On 17/10/2025 18:21, Richter,Susan wrote:
> https://www.nscc.ca/docs/campuses/ivany/ivany-map.pdf <https:// 
> www.nscc.ca/docs/campuses/ivany/ivany-map.pdf>
> 
There is plenty of text in there, as text, but I don't see how that 
could ever be made accessible, except with AI technologies.

I'm looking at it with inkscape, so I can see the structure of the 
graphics, but I wouldn't be able to see any tagged PDF markup.  However, 
what I do see makes me think it would be pretty much impossible to use 
tagged PDF, except for a top level description of the whole map.

It is all, or mainly vector graphics and text, so it doesn't need 
computer vision to get some structure from it, but there doesn't seem to 
be any real reflection of the physical site structure in the order of 
the elements.

I'd say it is a 2D model of the intended print image, not a 2 or 3D 
model of the real site.  It might be an interesting research project to 
take something like the mapping data from Open Street Map, and convert 
that into a linear, human language, description, but even then I don't 
think there is the consistency of coding styles, and depth of detail 
that would allow that to work well.

The sort of problem you will get is that the key text is basically 
structured like this:

"Conferences and Events Wing - Floor 4
Trades and Applied Research
Shops and Labs - Floor 3
Tim Hortons - Floor 3
Centre for Built Environment Expo - Floor 3
Student Lounge - Floor 2
Cafeteria - Floor 2
Campus Boardroom - Floor 5
Academic Support Hub and Testing
Centre - Floor 2
Library and Learning Commons - Floor 2
Counselling and Wellness Hub - Floor 2,
Room 2110
Mawio'mi Child Care Centre - Floor 3
Presentation Theatre and Gallery - Floor 2
Student Association Offce - Floor 5
Etl-mawieykw Indigenous
Student Centre - Floor 3, Room 3170
Bookstore - Floor 3
IT Support - Floor 4, Room 4190
Food Pantry - Floor 5
Business and Registrar Offce - Floor 2
Student Advising Hub and Africentric
Student Space - Floor 3, Room 3130
Principal’s Offce - Floor 5
Fitness Centre and Spiritual Room - Floor 5"
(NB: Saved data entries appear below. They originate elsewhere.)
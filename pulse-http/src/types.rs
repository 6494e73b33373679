//! Request and response types

use crate::errors::HttpError;
use reqwest::Url;
use serde_json::Value as JsonValue;

/// Header carrying the API key, as API Gateway expects it
pub const API_KEY_HEADER: &str = "x-api-key";

/// Header carrying the caller's auth token
pub const AUTH_TOKEN_HEADER: &str = "Authentication";

/// Optional credentials attached to every request
#[derive(Debug, Clone, Default, PartialEq, Eq)]
pub struct ApiCredentials {
    pub api_key: Option<String>,
    pub auth_token: Option<String>,
}

impl ApiCredentials {
    pub fn new(api_key: Option<String>, auth_token: Option<String>) -> Self {
        Self { api_key, auth_token }
    }

    /// Headers to add for the credentials that are present
    pub fn headers(&self) -> Vec<(&'static str, String)> {
        let mut headers = Vec::with_capacity(2);
        if let Some(ref key) = self.api_key {
            headers.push((API_KEY_HEADER, key.clone()));
        }
        if let Some(ref token) = self.auth_token {
            headers.push((AUTH_TOKEN_HEADER, token.clone()));
        }
        headers
    }
}

/// A JSON POST request ready to be sent
#[derive(Debug, Clone)]
pub struct PostRequest {
    pub url: Url,
    pub headers: Vec<(String, String)>,
    pub body: JsonValue,
}

impl PostRequest {
    pub fn json(url: Url, body: JsonValue) -> Self {
        Self {
            url,
            headers: Vec::new(),
            body,
        }
    }

    pub fn header(mut self, name: impl Into<String>, value: impl Into<String>) -> Self {
        self.headers.push((name.into(), value.into()));
        self
    }

    pub fn credentials(mut self, credentials: &ApiCredentials) -> Self {
        for (name, value) in credentials.headers() {
            self.headers.push((name.to_string(), value));
        }
        self
    }
}

/// Fully read HTTP response
#[derive(Debug, Clone, PartialEq, Eq)]
pub struct HttpResponse {
    pub status: u16,
    pub body: String,
}

impl HttpResponse {
    pub fn new(status: u16, body: impl Into<String>) -> Self {
        Self {
            status,
            body: body.into(),
        }
    }
}

/// Join an endpoint and a resource path into a request URL.
///
/// A bare host gets `https://`; an endpoint that already names an http(s)
/// scheme is used as given. Exactly one `/` separates the two parts.
pub fn build_url(endpoint: &str, resource_path: &str) -> Result<Url, HttpError> {
    let endpoint = endpoint.trim();
    if endpoint.is_empty() {
        return Err(HttpError::InvalidUrl("endpoint is empty".to_string()));
    }

    let base = if endpoint.contains("://") {
        endpoint.to_string()
    } else {
        format!("https://{}", endpoint)
    };

    let joined = format!(
        "{}/{}",
        base.trim_end_matches('/'),
        resource_path.trim_start_matches('/')
    );

    let url = Url::parse(&joined).map_err(|e| HttpError::InvalidUrl(format!("{}: {}", joined, e)))?;
    match url.scheme() {
        "http" | "https" => Ok(url),
        other => Err(HttpError::InvalidUrl(format!(
            "unsupported scheme '{}' in {}",
            other, joined
        ))),
    }
}
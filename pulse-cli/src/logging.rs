//! Tracing subscriber setup
//!
//! Logs go to stderr so that stdout carries only the run report.

use anyhow::Result;
use pulse_config::{LogFormat, LoggingConfig};
use tracing_subscriber::EnvFilter;

pub fn init_logging(config: &LoggingConfig) -> Result<()> {
    let env_filter = EnvFilter::try_new(config.level.as_str())
        .or_else(|_| EnvFilter::try_from_default_env())
        .unwrap_or_else(|_| EnvFilter::new("info"));

    let builder = tracing_subscriber::fmt()
        .with_env_filter(env_filter)
        .with_writer(std::io::stderr)
        .with_file(config.include_location)
        .with_line_number(config.include_location);

    // Use try_init to avoid panic if global subscriber already set
    let result = match config.format {
        LogFormat::Json => builder.json().try_init(),
        LogFormat::Compact => builder.compact().try_init(),
        LogFormat::Pretty => builder.pretty().try_init(),
        LogFormat::Text => builder.try_init(),
    };

    if result.is_err() {
        tracing::debug!("Global tracing subscriber already initialized, skipping");
    }

    Ok(())
}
with only presentational association with the key numbers.  The circles 
behind the key numbers are also separate objects, whilst the whole block 
of text above is one object, with newlines to separate items.

I'm not seeing any hyperlinks, but I'm not really that familiar with 
doing forensics on PDF files with the tools that I have to hand.
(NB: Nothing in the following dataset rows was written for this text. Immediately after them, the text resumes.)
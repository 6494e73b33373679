//! Trigger message decoding
//!
//! A run is started by a JSON message carrying the loop cadence and the test
//! data:
//!
//! ```json
//! {
//!   "Config": {"IntervalInSec": 5, "DurationInSec": "60"},
//!   "TestData": [
//!     {"type": "predict", "resource": "predict",
//!      "request": {"x": 1}, "response": {"success": true}, "interval": 1}
//!   ]
//! }
//! ```

use crate::config::TestConfig;
use crate::error::RunnerResult;
use crate::test_case::{TestCase, TestCaseSet};
use pulse_config::TargetConfig;
use serde::{Deserialize, Serialize};
use serde_json::Value as JsonValue;

/// Loop cadence from the `Config` section
#[derive(Debug, Clone, Copy, Default, PartialEq, Eq, Serialize, Deserialize)]
pub struct LoopSettings {
    #[serde(rename = "IntervalInSec", deserialize_with = "crate::de::seconds")]
    pub interval_seconds: u64,

    #[serde(rename = "DurationInSec", deserialize_with = "crate::de::seconds")]
    pub duration_seconds: u64,
}

#[derive(Debug, Clone, PartialEq, Serialize, Deserialize)]
pub struct TriggerMessage {
    #[serde(rename = "Config")]
    pub config: LoopSettings,

    #[serde(rename = "TestData", default)]
    pub test_data: Vec<TestCase>,
}

impl TriggerMessage {
    pub fn from_json(message: &str) -> RunnerResult<Self> {
        Ok(serde_json::from_str(message)?)
    }

    pub fn from_value(message: JsonValue) -> RunnerResult<Self> {
        Ok(serde_json::from_value(message)?)
    }

    /// Combine with the target identity into a validated config and the case set
    pub fn into_parts(self, target: &TargetConfig) -> RunnerResult<(TestConfig, TestCaseSet)> {
        let config = TestConfig::from_target(
            target,
            self.config.interval_seconds,
            self.config.duration_seconds,
        )?;
        Ok((config, TestCaseSet::new(self.test_data)))
    }
}

#[cfg(test)]
mod tests {
    use super::*;
    use crate::error::RunnerError;
    use serde_json::json;

    fn target() -> TargetConfig {
        TargetConfig {
            project_name: "DemoProject".to_string(),
            project_stage: "dev".to_string(),
            endpoint: "api.example.com".to_string(),
            ..TargetConfig::default()
        }
    }

    #[test]
    fn test_decode_message() {
        let message = TriggerMessage::from_json(
            r#"{
                "Config": {"IntervalInSec": 5, "DurationInSec": "60"},
                "TestData": [
                    {"type": "predict", "resource": "predict",
                     "request": {"x": 1}, "response": {"success": true}, "interval": 1},
                    {"type": "health", "resource": "/health",
                     "request": {}, "response": {}}
                ]
            }"#,
        )
        .unwrap();

        assert_eq!(
            message.config,
            LoopSettings {
                interval_seconds: 5,
                duration_seconds: 60
            }
        );

        let (config, cases) = message.into_parts(&target()).unwrap();
        assert_eq!(config.interval_seconds(), 5);
        assert_eq!(config.project_stage(), "dev");
        assert_eq!(cases.len(), 2);
        assert_eq!(cases.as_slice()[1].case_type, "health");
    }

    #[test]
    fn test_whole_float_cadence_accepted() {
        let message = TriggerMessage::from_value(json!({
            "Config": {"IntervalInSec": 5.0, "DurationInSec": 60},
            "TestData": []
        }))
        .unwrap();
        assert_eq!(message.config.interval_seconds, 5);
    }

    #[test]
    fn test_missing_test_data_is_an_empty_set() {
        let message = TriggerMessage::from_value(json!({
            "Config": {"IntervalInSec": 0, "DurationInSec": 0}
        }))
        .unwrap();
        assert!(message.test_data.is_empty());
    }

    #[test]
    fn test_bad_cadence_rejected() {
        for config in [
            json!({"IntervalInSec": -1, "DurationInSec": 10}),
            json!({"IntervalInSec": "soon", "DurationInSec": 10}),
            json!({"IntervalInSec": 1}),
            json!({"IntervalInSec": 1.5, "DurationInSec": 10}),
        ] {
            let result = TriggerMessage::from_value(json!({"Config": config, "TestData": []}));
            assert!(matches!(result, Err(RunnerError::InvalidMessage(_))));
        }
    }

    #[test]
    fn test_incomplete_target_rejected() {
        let message = TriggerMessage::from_value(json!({
            "Config": {"IntervalInSec": 1, "DurationInSec": 1},
            "TestData": []
        }))
        .unwrap();

        let err = message.into_parts(&TargetConfig::default()).unwrap_err();
        assert!(matches!(err, RunnerError::InvalidConfig { .. }));
    }
}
It's been created using Adobe Illustrator, which I assume is basically a 
2D visual design tool.

There may be some confirmation bias in this, as I didn't do a deep 
search, but 
<https://community.adobe.com/t5/illustrator-discussions/best-pdf-settings-from-illustrator-for-accessibility/td-p/9385236> 
basically says Adobe Illustrator is not a good tool for accessible results.

Received on Friday, 17 October 2025 21:31:30 UTC